Harbour Crossing in jeopardy if fuel tax axed
Next Harbour Crossing could be threatened if fuel tax axed
North Shore Mayor Andrew Williams warns that if the proposed Auckland regional fuel tax is axed this could threaten the next Waitemata Harbour crossing between North Shore City and Auckland.
“The fuel tax is being introduced to help fund the much needed upgrade and electrification of the Auckland rail network, which I expect will be extended to the North Shore within the next 15 – 20 years.”
“If we take our foot off the pedal now and do not have this steady stream of guaranteed funding during these important years for Auckland, we probably will not see electric trains serving the people of Auckland for a very long time. It will also cast a shadow over plans that are already underway to extend tunnels under the harbour to eventually take the rail network into North Shore City.”
“Auckland councils have been working on this for a very long time, and the fairly minimal fuel tax was seen by the majority in this region as a positive way forward to help fund this important transport infrastructure. Ferry terminals are also to be funded from the fuel tax to get more people onto the ferry network, using Auckland’s biggest underutilised motorway – the Waitemata Harbour”.
“I am very surprised that the Minister of Transport Steven Joyce has not discussed this with North Shore City, or with the Mayors and Councils in the Auckland region, as this is a critically important subject for us all. We have been calling for years to get more funding for vitally needed transport upgrades around Auckland, and just when it is all rolling out to plan, he is suggesting that the rug should be pulled out from under all this good work.”
“At the end of the day, everyone knows that petrol prices have been up and down like a yo-yo They have soared up to about $2.20 per litre and down to about $1.30 in this past 12 months, with people often living with weekly changes of 10 cents or more. A stable 5 to 10 cent fuel tax is therefore really neither here nor there in terms of a tankful of petrol. Another $2.50 - $5.00 per tank. But the cumulative amount from across the region means a huge amount for the funding of the public transport network for the people of Auckland, and relieving region-wide congestion.”

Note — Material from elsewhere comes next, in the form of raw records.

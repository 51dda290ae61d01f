use std::cmp::Ordering;

use serde::Serialize;

/// Pagination parameters shared by every listing endpoint.
///
/// `page` is deliberately signed: out-of-range values (zero, negative, past
/// the end) must come out as an empty page, never as an error. `page_size`
/// must be at least 1 and is validated at the HTTP boundary.
#[derive(Debug, Clone, Copy, PartialEq, Eq)]
pub struct PageQuery {
    /// Optional cap applied after sorting, before paging. `None` and `Some(0)`
    /// both mean "no limit".
    pub limit: Option<usize>,
    /// 1-based page number
    pub page: i64,
    /// Items per page
    pub page_size: usize,
}

impl Default for PageQuery {
    fn default() -> Self {
        Self {
            limit: None,
            page: 1,
            page_size: 20,
        }
    }
}

/// One page of results plus the metadata needed to render pagination controls.
#[derive(Debug, Clone, PartialEq, Serialize)]
pub struct Paginated<T> {
    /// Size of the collection before sorting, limiting, or paging
    pub total_count: usize,
    /// The requested page slice
    pub items: Vec<T>,
    pub page: i64,
    pub page_size: usize,
    /// Page count over the post-limit collection; 1 when it is empty
    pub total_pages: usize,
    pub has_next: bool,
    pub has_previous: bool,
    /// Number of items in this page
    pub items_count: usize,
}

/// Sorts, limits, and pages a collection in one pass.
///
/// The order of operations is fixed: `total_count` is taken first, then the
/// optional stable sort (ties keep their input order, also under `reverse`),
/// then the optional truncation to `limit` (so a limit means "top N in the
/// requested order"), and only then the page slice. Page metadata is computed
/// over the post-limit collection.
pub fn paginate<T, C>(
    mut data: Vec<T>,
    query: &PageQuery,
    compare: Option<C>,
    reverse: bool,
) -> Paginated<T>
where
    C: FnMut(&T, &T) -> Ordering,
{
    let total_count = data.len();

    if let Some(mut compare) = compare {
        if reverse {
            data.sort_by(|a, b| compare(a, b).reverse());
        } else {
            data.sort_by(|a, b| compare(a, b));
        }
    }

    if let Some(limit) = query.limit.filter(|&limit| limit > 0) {
        data.truncate(limit);
    }

    let effective_count = data.len();
    let total_pages = if effective_count > 0 {
        effective_count.div_ceil(query.page_size)
    } else {
        1
    };

    let mut items = if query.page >= 1 {
        let start = (query.page as usize - 1).saturating_mul(query.page_size);
        if start < data.len() {
            data.split_off(start)
        } else {
            Vec::new()
        }
    } else {
        Vec::new()
    };
    items.truncate(query.page_size);

    let items_count = items.len();

    Paginated {
        total_count,
        items,
        page: query.page,
        page_size: query.page_size,
        total_pages,
        has_next: query.page < total_pages as i64,
        has_previous: query.page > 1,
        items_count,
    }
}

#[cfg(test)]
mod tests {
    use super::*;

    fn query(limit: Option<usize>, page: i64, page_size: usize) -> PageQuery {
        PageQuery {
            limit,
            page,
            page_size,
        }
    }

    fn numbers(n: usize) -> Vec<i32> {
        (1..=n as i32).collect()
    }

    /// `paginate` with the no-comparator contract: input order preserved
    fn unsorted<T>(data: Vec<T>, query: &PageQuery) -> Paginated<T> {
        paginate(data, query, None::<fn(&T, &T) -> Ordering>, false)
    }

    #[test]
    fn test_first_page() {
        let result = unsorted(numbers(50), &query(None, 1, 10));
        assert_eq!(result.items, (1..=10).collect::<Vec<_>>());
        assert_eq!(result.total_count, 50);
        assert_eq!(result.total_pages, 5);
        assert_eq!(result.items_count, 10);
        assert!(result.has_next);
        assert!(!result.has_previous);
    }

    #[test]
    fn test_middle_page() {
        let result = unsorted(numbers(50), &query(None, 3, 10));
        assert_eq!(result.items, (21..=30).collect::<Vec<_>>());
        assert_eq!(result.page, 3);
        assert!(result.has_next);
        assert!(result.has_previous);
    }

    #[test]
    fn test_last_page() {
        let result = unsorted(numbers(50), &query(None, 5, 10));
        assert_eq!(result.items, (41..=50).collect::<Vec<_>>());
        assert!(!result.has_next);
        assert!(result.has_previous);
    }

    #[test]
    fn test_partial_last_page() {
        let result = unsorted(numbers(25), &query(None, 3, 10));
        assert_eq!(result.items, (21..=25).collect::<Vec<_>>());
        assert_eq!(result.items_count, 5);
        assert_eq!(result.total_pages, 3);
        assert!(!result.has_next);
    }

    #[test]
    fn test_page_beyond_range() {
        let result = unsorted(numbers(20), &query(None, 5, 10));
        assert!(result.items.is_empty());
        assert_eq!(result.items_count, 0);
        assert_eq!(result.total_pages, 2);
        assert!(!result.has_next);
        assert!(result.has_previous);
    }

    #[test]
    fn test_zero_page_yields_empty() {
        let result = unsorted(numbers(10), &query(None, 0, 10));
        assert!(result.items.is_empty());
        assert!(!result.has_previous);
        // page < total_pages still holds for page 0
        assert!(result.has_next);
    }

    #[test]
    fn test_negative_page_yields_empty() {
        let result = unsorted(numbers(10), &query(None, -3, 5));
        assert!(result.items.is_empty());
        assert_eq!(result.total_pages, 2);
        assert!(!result.has_previous);
    }

    #[test]
    fn test_empty_data() {
        let result = unsorted(Vec::<i32>::new(), &query(None, 1, 10));
        assert!(result.items.is_empty());
        assert_eq!(result.total_count, 0);
        assert_eq!(result.total_pages, 1);
        assert!(!result.has_next);
        assert!(!result.has_previous);
    }

    #[test]
    fn test_single_page() {
        let result = unsorted(numbers(5), &query(None, 1, 10));
        assert_eq!(result.items_count, 5);
        assert_eq!(result.total_pages, 1);
        assert!(!result.has_next);
        assert!(!result.has_previous);
    }

    #[test]
    fn test_page_size_one() {
        let result = unsorted(numbers(3), &query(None, 2, 1));
        assert_eq!(result.items, vec![2]);
        assert_eq!(result.total_pages, 3);
        assert!(result.has_next);
        assert!(result.has_previous);
    }

    #[test]
    fn test_sort_ascending() {
        let data = vec!["banana", "apple", "cherry"];
        let result = paginate(data, &query(None, 1, 10), Some(|a: &&str, b: &&str| a.cmp(b)), false);
        assert_eq!(result.items, vec!["apple", "banana", "cherry"]);
    }

    #[test]
    fn test_sort_descending() {
        let data = vec!["banana", "apple", "cherry"];
        let result = paginate(data, &query(None, 1, 10), Some(|a: &&str, b: &&str| a.cmp(b)), true);
        assert_eq!(result.items, vec!["cherry", "banana", "apple"]);
    }

    #[test]
    fn test_sort_numeric() {
        let data = vec![30, 10, 20];
        let result = paginate(data, &query(None, 1, 10), Some(|a: &i32, b: &i32| a.cmp(b)), false);
        assert_eq!(result.items, vec![10, 20, 30]);
    }

    #[test]
    fn test_no_sort_preserves_input_order() {
        let data = vec![3, 1, 2];
        let result = unsorted(data.clone(), &query(None, 1, 10));
        assert_eq!(result.items, data);
    }

    #[test]
    fn test_sort_is_stable_for_ties() {
        let data = vec![("b", 1), ("a", 1), ("c", 1)];
        let asc = paginate(
            data.clone(),
            &query(None, 1, 10),
            Some(|a: &(&str, i32), b: &(&str, i32)| a.1.cmp(&b.1)),
            false,
        );
        assert_eq!(asc.items, data);

        // A reversed comparator leaves ties in input order too
        let desc = paginate(
            data.clone(),
            &query(None, 1, 10),
            Some(|a: &(&str, i32), b: &(&str, i32)| a.1.cmp(&b.1)),
            true,
        );
        assert_eq!(desc.items, data);
    }

    #[test]
    fn test_limit_truncates_after_sort() {
        let data = vec![5, 1, 4, 2, 3];
        let result = paginate(
            data,
            &query(Some(3), 1, 10),
            Some(|a: &i32, b: &i32| a.cmp(b)),
            true,
        );
        // top 3 by descending value, not the first 3 of the input
        assert_eq!(result.items, vec![5, 4, 3]);
        assert_eq!(result.total_count, 5);
        assert_eq!(result.total_pages, 1);
    }

    #[test]
    fn test_limit_drives_page_count() {
        let result = unsorted(numbers(100), &query(Some(25), 3, 10));
        assert_eq!(result.items, (21..=25).collect::<Vec<_>>());
        assert_eq!(result.items_count, 5);
        assert_eq!(result.total_count, 100);
        assert_eq!(result.total_pages, 3);
        assert!(!result.has_next);
    }

    #[test]
    fn test_limit_zero_means_no_limit() {
        let result = unsorted(numbers(30), &query(Some(0), 1, 50));
        assert_eq!(result.items_count, 30);
        assert_eq!(result.total_pages, 1);
    }

    #[test]
    fn test_limit_larger_than_data() {
        let result = unsorted(numbers(10), &query(Some(500), 1, 10));
        assert_eq!(result.items_count, 10);
        assert_eq!(result.total_pages, 1);
    }

    #[test]
    fn test_sort_limit_page_combined() {
        let result = paginate(
            numbers(100),
            &query(Some(10), 2, 3),
            Some(|a: &i32, b: &i32| a.cmp(b)),
            true,
        );
        // descending top 10 is 100..=91; page 2 of size 3 is positions 4-6
        assert_eq!(result.items, vec![97, 96, 95]);
        assert_eq!(result.total_pages, 4);
        assert!(result.has_next);
    }

    #[test]
    fn test_noop_parameters_are_identity() {
        let data = vec![4, 2, 7, 1];
        let result = unsorted(data.clone(), &query(None, 1, 100));
        assert_eq!(result.items, data);
        assert_eq!(result.total_count, data.len());
        assert_eq!(result.total_pages, 1);
    }

    #[test]
    fn test_total_count_ignores_limit_and_page() {
        for (limit, page) in [(None, 1), (Some(3), 1), (Some(3), 7), (None, 99)] {
            let result = unsorted(numbers(42), &query(limit, page, 5));
            assert_eq!(result.total_count, 42);
        }
    }

    #[test]
    fn test_pages_concatenate_to_limited_sorted_sequence() {
        let data = vec![9, 3, 7, 1, 8, 2, 6, 4, 5, 0];
        let mut expected = data.clone();
        expected.sort_by(|a, b| a.cmp(b).reverse());
        expected.truncate(7);

        let first = paginate(
            data.clone(),
            &query(Some(7), 1, 3),
            Some(|a: &i32, b: &i32| a.cmp(b)),
            true,
        );
        let mut collected = Vec::new();
        for page in 1..=first.total_pages as i64 {
            let result = paginate(
                data.clone(),
                &query(Some(7), page, 3),
                Some(|a: &i32, b: &i32| a.cmp(b)),
                true,
            );
            collected.extend(result.items);
        }
        assert_eq!(collected, expected);
    }

    #[test]
    fn test_metadata_consistency() {
        let result = unsorted(numbers(37), &query(Some(20), 2, 6));
        assert_eq!(result.items_count, result.items.len());
        assert_eq!(result.page, 2);
        assert_eq!(result.page_size, 6);
        assert_eq!(result.total_pages, 4);
        assert!(result.has_next);
        assert!(result.has_previous);
    }
}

“We are also seeing a reduced amount of funding for infrastructure from Auckland Regional Holdings, a part of the Auckland Regional Council, due to its lower returns from the likes of its Ports of Auckland shareholdings. So the Transport Minister needs to be very mindful of this, and all the pressures on Treasury at present to reduce increasingly sizeable government deficits. Taking away this planned fuel tax will only make it that more difficult for the government to fund the important infrastructure required by Auckland. This is not the time to be cancelling an important source of funding that will have long-reaching positive effects on transport across the Auckland region – the powerhouse of the New Zealand economy”
“The Transport Minister certainly needs to announce a very sound alternative funding source for the future needs of Auckland’s transport before axing this fuel tax”.